Chapter 6

Chapter Six

LIAM

The whole town turns out for the tree lighting. Kids dart between bundled-up legs with candy canes, teenagers cluster near the gazebo pretending not to care, and the air smells like cinnamon and cider. The square glows with strings of white lights, but the spruce at the center stands dark, waiting.

Ava’s beside me, her breath puffing in little clouds, hands shoved deep in her coat pockets. She looks like she’s trying not to smile…and failing.

“You’re enjoying this,” I murmur.

“I am not.” She tilts her chin up, defiant.

“You are. Admit it. You love a small-town Christmas.”

She rolls her eyes, but there’s a spark in them. “It’s tolerable. That’s all you’re getting.”

I laugh, and something in my chest loosens.

It hits me then, sharp and undeniable—I’ve missed this.

Missed her.
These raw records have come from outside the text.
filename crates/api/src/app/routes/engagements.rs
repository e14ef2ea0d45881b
use std::sync::Arc;

use axum::{
    Json, Router,
    extract::Extension,
    http::StatusCode,
    response::{IntoResponse, Response},
    routing::post,
};

use crate::app::services::AppServices;
use crate::app::{dto, errors};
use crate::context::PrincipalContext;

pub fn router() -> Router {
    Router::new().route("/", post(initiate_contact).get(list_engagements))
}

/// POST /engagements
///
/// Records the contact and returns the handoff summary for the chat client.
pub async fn initiate_contact(
    Extension(services): Extension<Arc<AppServices>>,
    Extension(principal): Extension<PrincipalContext>,
    body: dto::JsonBody,
) -> Response {
    let principal = principal.principal();
    let result = dto::InitiateContactRequest::from_body(&body).and_then(|request| {
        dto::check_declared_role(principal, request.initiator_role.as_deref())?;
        services
            .engagements
            .initiate_contact(principal, request.counterparty_id, request.job_id)
    });

    match result {
        Ok(handoff) => (StatusCode::CREATED, Json(handoff)).into_response(),
        Err(e) => errors::domain_error_to_response(e),
    }
}

pub async fn list_engagements(
    Extension(services): Extension<Arc<AppServices>>,
    Extension(principal): Extension<PrincipalContext>,
) -> Response {
    match services.engagements.list_engagements(principal.principal()) {
        Ok(items) => (StatusCode::OK, Json(serde_json::json!({ "items": items }))).into_response(),
        Err(e) => errors::domain_error_to_response(e),
    }
}
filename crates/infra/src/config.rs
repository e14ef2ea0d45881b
//! Infrastructure tuning knobs.

/// Settings for the job registry.
#[derive(Debug, Clone, Copy, PartialEq, Eq)]
pub struct InfraConfig {
    /// How many times a mutation reloads and retries after losing a
    /// compare-and-swap to an unrelated concurrent write.
    pub accept_retry_limit: usize,
}

impl InfraConfig {
    pub const DEFAULT_RETRY_LIMIT: usize = 8;
}

impl Default for InfraConfig {
    fn default() -> Self {
        Self {
            accept_retry_limit: Self::DEFAULT_RETRY_LIMIT,
        }
    }
}
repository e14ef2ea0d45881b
//! Live position of a job in transit.

use chrono::{DateTime, Utc};
use serde::{Deserialize, Serialize};

use haulnet_core::{DomainError, DomainResult, JobId, ValueObject};

/// A driver-reported position, as received.
#[derive(Debug, Clone, Copy, Default, PartialEq, Serialize, Deserialize)]
pub struct GeoPoint {
    pub latitude: Option<f64>,
    pub longitude: Option<f64>,
}

impl ValueObject for GeoPoint {}

impl GeoPoint {
    pub fn new(latitude: f64, longitude: f64) -> Self {
        Self {
            latitude: Some(latitude),
            longitude: Some(longitude),
        }
    }

    /// Both coordinates present, finite and inside their ranges.
    pub fn validate(&self) -> DomainResult<(f64, f64)> {
        let latitude = coordinate("latitude", self.latitude, 90.0)?;
        let longitude = coordinate("longitude", self.longitude, 180.0)?;
        Ok((latitude, longitude))
    }
}

fn coordinate(field: &'static str, value: Option<f64>, bound: f64) -> DomainResult<f64> {
    let value = value.ok_or_else(|| DomainError::validation(field, "is required"))?;
    if !value.is_finite() || value.abs() > bound {
        return Err(DomainError::validation(
            field,
            format!("must be a number between -{bound} and {bound}"),
        ));
    }
    Ok(value)
}

/// Last known position of a job. One per job; each report replaces the last.
#[derive(Debug, Clone, Copy, PartialEq, Serialize, Deserialize)]
#[serde(rename_all = "camelCase")]
pub struct JobLocation {
    pub job_id: JobId,
    pub latitude: f64,
    pub longitude: f64,
    pub updated_at: DateTime<Utc>,
}

impl JobLocation {
    pub fn report(job_id: JobId, point: GeoPoint, at: DateTime<Utc>) -> DomainResult<Self> {
        let (latitude, longitude) = point.validate()?;
        Ok(Self {
            job_id,
            latitude,
            longitude,
            updated_at: at,
        })
    }
}

#[cfg(test)]
mod tests {
    use super::*;

    #[test]
    fn accepts_points_inside_range() {
        let loc = JobLocation::report(JobId::new(), GeoPoint::new(-25.43, -49.27), Utc::now()).unwrap();
        assert_eq!(loc.latitude, -25.43);
        assert_eq!(loc.longitude, -49.27);
    }

    #[test]
    fn missing_or_out_of_range_coordinates_name_the_field() {
        let err = GeoPoint { latitude: Some(10.0), longitude: None }.validate().unwrap_err();
        assert_eq!(err.field(), Some("longitude"));

        let err = GeoPoint::new(91.0, 0.0).validate().unwrap_err();
        assert_eq!(err.field(), Some("latitude"));

        let err = GeoPoint::new(0.0, f64::NAN).validate().unwrap_err();
        assert_eq!(err.field(), Some("longitude"));
    }

    #[test]
    fn serializes_with_camel_case_timestamp() {
        let loc = JobLocation::report(JobId::new(), GeoPoint::new(1.0, 2.0), Utc::now()).unwrap();
        let json = serde_json::to_value(loc).unwrap();
        assert!(json.get("updatedAt").is_some());
        assert_eq!(json["latitude"], 1.0);
    }
}
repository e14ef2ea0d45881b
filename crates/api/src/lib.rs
//! HTTP API: server wiring, routing, and request/response mapping.

pub mod app;
pub mod config;
pub mod context;
pub mod middleware;
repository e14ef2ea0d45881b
use serde::{Deserialize, Serialize};

use haulnet_core::ActorId;

use crate::Role;

/// A verified `{actor, role}` fact, as resolved from a credential.
///
/// Every state-machine operation takes one of these; nothing downstream
/// re-checks the credential.
#[derive(Debug, Copy, Clone, PartialEq, Eq, Hash, Serialize, Deserialize)]
pub struct Principal {
    actor_id: ActorId,
    role: Role,
}

impl Principal {
    pub fn new(actor_id: ActorId, role: Role) -> Self {
        Self { actor_id, role }
    }

    pub fn shipper(actor_id: ActorId) -> Self {
        Self::new(actor_id, Role::Shipper)
    }

    pub fn driver(actor_id: ActorId) -> Self {
        Self::new(actor_id, Role::Driver)
    }

    pub fn actor_id(&self) -> ActorId {
        self.actor_id
    }

    pub fn role(&self) -> Role {
        self.role
    }
}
Being here with her feels like slipping back into a rhythm I didn’t know I’d been missing until now.

Not just the way she looks now, older and somehow softer, but the way it always felt so easy with her, like we spoke a language no one else understood.

My mind flickers back to summers when we were kids, sprawled out on the dock with our feet in the lake, daring each other to jump in first. She’d always win, jumping in first before I dove in after her.

I remember the sound of her laughter echoing across the water, the way it wrapped around me and stayed long after the ripples settled.

That same girl is here now, in front of me, and it feels like coming home.

I’m knocked out of the memory when the mayor makes a little speech that no one listens to, then the countdown begins.

“Ten, nine, eight—” The crowd joins in, voices lifting with the falling snow.

On “one,” the lights blaze to life. The spruce bursts into color, strung with popcorn garlands, cranberries, and silver ornaments that catch the glow like fire.

A cheer goes up. Ava exhales, soft and awed, and without thinking, I slide my hand over hers where it’s buried in her pocket. She doesn’t pull away.

For one long, suspended second, the world shrinks to this: her hand under mine, warm and small, her shoulder brushing mine, the tree blazing above us.

Then a voice cuts through. “Under the mistletoe!”

We look up. Sure enough, someone strung a sprig right over the gazebo steps, and half the town has already noticed we’re standing beneath it.

“Kiss! Kiss! Kiss!” The chant ripples through the crowd, laughter bubbling around us.

Ava’s eyes go wide. “Absolutely not,” she whispers so only I can hear her. “You know I hate attention.”

I grin, leaning close enough that my breath brushes her ear. “Relax. I’ll behave.”

Before she can argue, I press a quick kiss to her cheek only millimetres from her mouth. The crowd erupts anyway, whistling and clapping like we just sealed an engagement.

Her skin is warm under my lips. When I pull back, her face is pink—whether from the cold or me, I can’t tell.

“Happy now?” she mutters.

“Ecstatic,” I say, and it’s the truth.

As the crowd disperses, I catch sight of a figure near the edge of the square. Tall, familiar, eyes fixed on Ava.

Derek.

He doesn’t approach, but the look is enough to twist something sharp in my chest.

I shove the feeling down and turn back to her, forcing a smile. “Come on. Let’s grab cider before the line disappears.”

She nods, but there’s a crease between her brows, like she saw him there too.